The most worn item in your wardrobe—that pair of quality leather-soled dress shoes you regularly wear to the office—requires the most attention. We asked Joe Rocco, third-generation cobbler and owner of Jim's Shoe Repair on East 59th Street in Manhattan, to talk parts and service. Plastic is quieter, metal more durable. Either will prevent the soles (and heels—be sure you remember the heels) from grinding away. Taps typically wear out or fall off after about six months.

Walking on warped soles can ruin a good pair of shoes and even cause back trouble. Start checking your soles after a year or so, and be sure new ones are sewn on, never glued. New heels every couple of years are a good bet, and the right cobbler can adjust them to fit how you walk. Most shoes have shock-absorbing rubber rears to save your soles (and ankles). Have a cobbler replace them before they wear down to the leather soles themselves.

You know how you buy a nice pair of shoes and they're laced straight across? You need to call b.s. on that. They're impossible to loosen and tighten; it's done purely for display. So take out the laces and start over. The most important step is the first, inserting the lace over (not under) the bottom eyelets. Like so.

I have a closet full of nice shoes but wear the same ones practically every day—a size 13 cordovan (color and leather) plain-toe lace-up. With this particular shoe, I use a black cream every third or fourth polishing instead of cordovan paste. It makes them the same deep aubergine as a perfectly ripe eggplant. They go with everything I own, and they're as comfortable as a bare foot in sand. I've had them resoled twice already, and I'm told a well-made, well-cared-for cordovan will outlast its owner. I aim to find out—just not too soon, I hope.

There was a shoeshine man who used to make the rounds at 745 Fifth Avenue, the building where I worked my first year in New York. He was fond of saying that a true gentleman didn't feel properly dressed unless his shoes were freshly shined every morning. I always liked the sound of that—even if it did feel more than a little self-serving—but after he borrowed $50 from me (and countless other soft touches throughout the building), never to be seen again, I decided that shining my own shoes once a week was gentleman enough.
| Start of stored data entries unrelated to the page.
//! Settings data model: sections of named parameters, each carrying a value
//! and the upgrade policy that governs how it may change

use serde::{Deserialize, Serialize};
use std::collections::BTreeMap;
use std::fmt;

/// How a parameter may change once a cluster is running
#[derive(Debug, Clone, Copy, PartialEq, Eq, Hash, Default, Serialize, Deserialize)]
pub enum UpgradePolicy {
    /// Propagated to running nodes in place
    #[default]
    Dynamic,
    /// Accepted, but needs a full rolling upgrade
    Static,
    /// Frozen after the cluster is created
    NotAllowed,
    /// May move away from its default exactly once
    SingleChange,
}

impl fmt::Display for UpgradePolicy {
    fn fmt(&self, f: &mut fmt::Formatter<'_>) -> fmt::Result {
        let name = match self {
            UpgradePolicy::Dynamic => "Dynamic",
            UpgradePolicy::Static => "Static",
            UpgradePolicy::NotAllowed => "NotAllowed",
            UpgradePolicy::SingleChange => "SingleChange",
        };
        f.write_str(name)
    }
}

/// A parameter value and its declared upgrade policy
#[derive(Debug, Clone, PartialEq, Eq, Serialize, Deserialize)]
pub struct SettingsParameter {
    pub value: String,
    #[serde(default)]
    pub policy: UpgradePolicy,
}

impl SettingsParameter {
    pub fn new(value: impl Into<String>, policy: UpgradePolicy) -> Self {
        Self {
            value: value.into(),
            policy,
        }
    }
}

/// Section name -> parameter name -> parameter
#[derive(Debug, Clone, PartialEq, Eq, Default, Serialize, Deserialize)]
#[serde(transparent)]
pub struct Settings {
    sections: BTreeMap<String, BTreeMap<String, SettingsParameter>>,
}

impl Settings {
    pub fn new() -> Self {
        Self::default()
    }

    /// Builder-style insert
    pub fn with_parameter(
        mut self,
        section: impl Into<String>,
        parameter: impl Into<String>,
        value: impl Into<String>,
        policy: UpgradePolicy,
    ) -> Self {
        self.insert(section, parameter, SettingsParameter::new(value, policy));
        self
    }

    /// Insert a parameter, returning the one it replaced
    pub fn insert(
        &mut self,
        section: impl Into<String>,
        parameter: impl Into<String>,
        value: SettingsParameter,
    ) -> Option<SettingsParameter> {
        self.sections
            .entry(section.into())
            .or_default()
            .insert(parameter.into(), value)
    }

    pub fn get(&self, section: &str, parameter: &str) -> Option<&SettingsParameter> {
        self.sections.get(section)?.get(parameter)
    }

    pub fn value(&self, section: &str, parameter: &str) -> Option<&str> {
        self.get(section, parameter).map(|p| p.value.as_str())
    }

    pub fn contains(&self, section: &str, parameter: &str) -> bool {
        self.get(section, parameter).is_some()
    }

    /// All parameters as `(section, parameter, value)` in sorted order
    pub fn iter(&self) -> impl Iterator<Item = (&str, &str, &SettingsParameter)> {
        self.sections.iter().flat_map(|(section, params)| {
            params
                .iter()
                .map(move |(name, param)| (section.as_str(), name.as_str(), param))
        })
    }

    pub fn section_names(&self) -> impl Iterator<Item = &str> {
        self.sections.keys().map(String::as_str)
    }

    /// Number of parameters across all sections
    pub fn len(&self) -> usize {
        self.sections.values().map(BTreeMap::len).sum()
    }

    pub fn is_empty(&self) -> bool {
        self.len() == 0
    }
}

/// What happens to a changed parameter in the next manifest
#[derive(Debug, Clone, Copy, PartialEq, Eq, Hash, Serialize, Deserialize)]
pub enum ChangeDisposition {
    /// Pushed to running nodes without restarting them
    InPlace,
    /// Applied through a full rolling upgrade
    RequiresFullUpgrade,
    /// Ignored; the prior value stays in effect
    Rejected,
}

/// A parameter whose value differs from the prior manifest
#[derive(Debug, Clone, PartialEq, Eq, Serialize, Deserialize)]
pub struct ParameterChange {
    pub section: String,
    pub parameter: String,
    /// Value in the prior manifest, if the parameter existed
    pub previous: Option<String>,
    /// Value requested by the new inputs, if any
    pub requested: Option<String>,
    pub policy: UpgradePolicy,
    pub disposition: ChangeDisposition,
}

impl ParameterChange {
    pub fn is_applied(&self) -> bool {
        self.disposition != ChangeDisposition::Rejected
    }
}

#[cfg(test)]
mod tests {
    use super::*;

    #[test]
    fn test_settings_iteration_is_sorted() {
        let settings = Settings::new()
            .with_parameter("Security", "ClusterCredentialType", "X509", UpgradePolicy::NotAllowed)
            .with_parameter("Diagnostics", "MaxDiskQuotaInMB", "1024", UpgradePolicy::Dynamic)
            .with_parameter("Diagnostics", "EnableTracing", "true", UpgradePolicy::Static);

        let keys: Vec<_> = settings.iter().map(|(s, p, _)| format!("{}/{}", s, p)).collect();
        assert_eq!(
            keys,
            vec![
                "Diagnostics/EnableTracing",
                "Diagnostics/MaxDiskQuotaInMB",
                "Security/ClusterCredentialType"
            ]
        );
        assert_eq!(settings.len(), 3);
        assert_eq!(settings.value("Diagnostics", "MaxDiskQuotaInMB"), Some("1024"));
    }

    #[test]
    fn test_settings_json_shape() {
        let json = r#"{"Setup":{"FabricDataRoot":{"value":"D:\\data","policy":"NotAllowed"},"Port":{"value":"19000"}}}"#;
        let settings: Settings = serde_json::from_str(json).unwrap();
        assert_eq!(settings.get("Setup", "FabricDataRoot").unwrap().policy, UpgradePolicy::NotAllowed);
        assert_eq!(settings.get("Setup", "Port").unwrap().policy, UpgradePolicy::Dynamic);
    }
}
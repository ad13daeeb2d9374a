//! Seed Selection Configuration
//!
//! How many seed nodes a cluster wants and how they are picked.

use serde::{Deserialize, Serialize};

/// Cluster reliability tier; each tier maps to a seed (quorum) size
#[derive(Debug, Clone, Copy, PartialEq, Eq, Hash, Default, Serialize, Deserialize)]
pub enum ReliabilityLevel {
    /// Single-node development clusters
    None,
    #[default]
    Bronze,
    Silver,
    Gold,
    Platinum,
}

impl ReliabilityLevel {
    /// Number of seed nodes requested by this tier
    pub fn seed_count(self) -> usize {
        match self {
            ReliabilityLevel::None => 1,
            ReliabilityLevel::Bronze => 3,
            ReliabilityLevel::Silver => 5,
            ReliabilityLevel::Gold => 7,
            ReliabilityLevel::Platinum => 9,
        }
    }
}

/// Strategy for picking seed nodes
#[derive(Debug, Clone, PartialEq, Eq, Serialize, Deserialize)]
pub enum SeedSelectionStrategy {
    /// Spread seeds round-robin across fault domains, then upgrade domains
    DomainSpread,

    /// Explicitly configured seed node names
    ///
    /// The names must exist in the topology, be seed-eligible and form an
    /// odd-sized quorum.
    Manual(Vec<String>),
}

/// Seed selection configuration
#[derive(Debug, Clone, PartialEq, Eq, Serialize, Deserialize)]
pub struct SeedSelectionConfig {
    /// Number of seeds wanted (default: 3)
    ///
    /// The selector clamps this to the eligible node count and rounds down
    /// to an odd number.
    pub desired_seed_count: usize,

    /// Strategy for selecting which nodes become seeds
    pub strategy: SeedSelectionStrategy,
}

impl Default for SeedSelectionConfig {
    fn default() -> Self {
        Self::from_reliability(ReliabilityLevel::default())
    }
}

impl SeedSelectionConfig {
    pub fn new() -> Self {
        Self::default()
    }

    /// Create a config requesting the seed count of a reliability tier
    pub fn from_reliability(level: ReliabilityLevel) -> Self {
        Self::with_desired(level.seed_count())
    }

    /// Create a config with a specific desired seed count
    pub fn with_desired(desired_seed_count: usize) -> Self {
        Self {
            desired_seed_count,
            strategy: SeedSelectionStrategy::DomainSpread,
        }
    }

    /// Create a config with manually pinned seed nodes
    pub fn with_manual_seeds(names: Vec<String>) -> Self {
        Self {
            desired_seed_count: names.len(),
            strategy: SeedSelectionStrategy::Manual(names),
        }
    }

    pub fn is_manual(&self) -> bool {
        matches!(self.strategy, SeedSelectionStrategy::Manual(_))
    }
}

#[cfg(test)]
mod tests {
    use super::*;

    #[test]
    fn test_default_config() {
        let config = SeedSelectionConfig::default();
        assert_eq!(config.desired_seed_count, 3);
        assert!(matches!(config.strategy, SeedSelectionStrategy::DomainSpread));
    }

    #[test]
    fn test_reliability_seed_counts() {
        assert_eq!(ReliabilityLevel::None.seed_count(), 1);
        assert_eq!(ReliabilityLevel::Silver.seed_count(), 5);
        assert_eq!(ReliabilityLevel::Platinum.seed_count(), 9);
        assert_eq!(SeedSelectionConfig::from_reliability(ReliabilityLevel::Gold).desired_seed_count, 7);
    }

    #[test]
    fn test_with_manual_seeds() {
        let config = SeedSelectionConfig::with_manual_seeds(vec!["a".into(), "b".into(), "c".into()]);
        assert_eq!(config.desired_seed_count, 3);
        assert!(config.is_manual());
    }
}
I love the ritual: the careful laying out of newspaper, and the round tin of Kiwi polish with the built-in wing-nut-shaped turn-key opener—a damned near perfect piece of industrial design. After enough applications, the old T-shirt that I use becomes a work of art in its own right, a poor man's Matisse. And my dad's horsehair brush (with the Good Housekeeping Seal branded into its hardwood handle) is the very same one he taught me with. First, I brush the shoe well, cleaning it of any dust or dirt. With the rag wrapped tightly around my first two fingers, I apply the polish in small, tight swirls. By the time I'm through applying wax to the second shoe, the first will be dry and ready to brush, and that's all I do.

Shoe Maker Online

**A. **One tin of black wax polish and one tin of neutral. The black for your black leather dress shoes (obviously). And the neutral for your brown—because you essentially want to moisturize the leather, not color it. **B. **An old T-shirt or towel will do the trick for applying wax. But if you buff your shoes post-brushing, invest in a nice soft chamois. **C. **Don't skimp on the brush—you want a wood handle and horsehair bristles. And for when you're running out the door and just don't have time for a full polish, keep an instant-wax sponge in your kit for a quick touch-up.

Yes, if you want your shoes to last, you need shoe trees. Ones made from cedar. They'll preserve the shape of your shoes, prevent them from developing deep creases, absorb moisture, and even make them smell better. They're a no-brainer. Wearing boots with a suit achieves two things: It says you understand that uniforms look best when they're messed with, and that when it's raining or snowing, your Ferragamos should be left in the closet. It needs to be the right suit—slim and stylish, and preferably cut from a durable, wintry fabric. The boot itself ? Leather-soled military-style ones like these are ideal. They're like dress shoes, only a hell of a lot tougher.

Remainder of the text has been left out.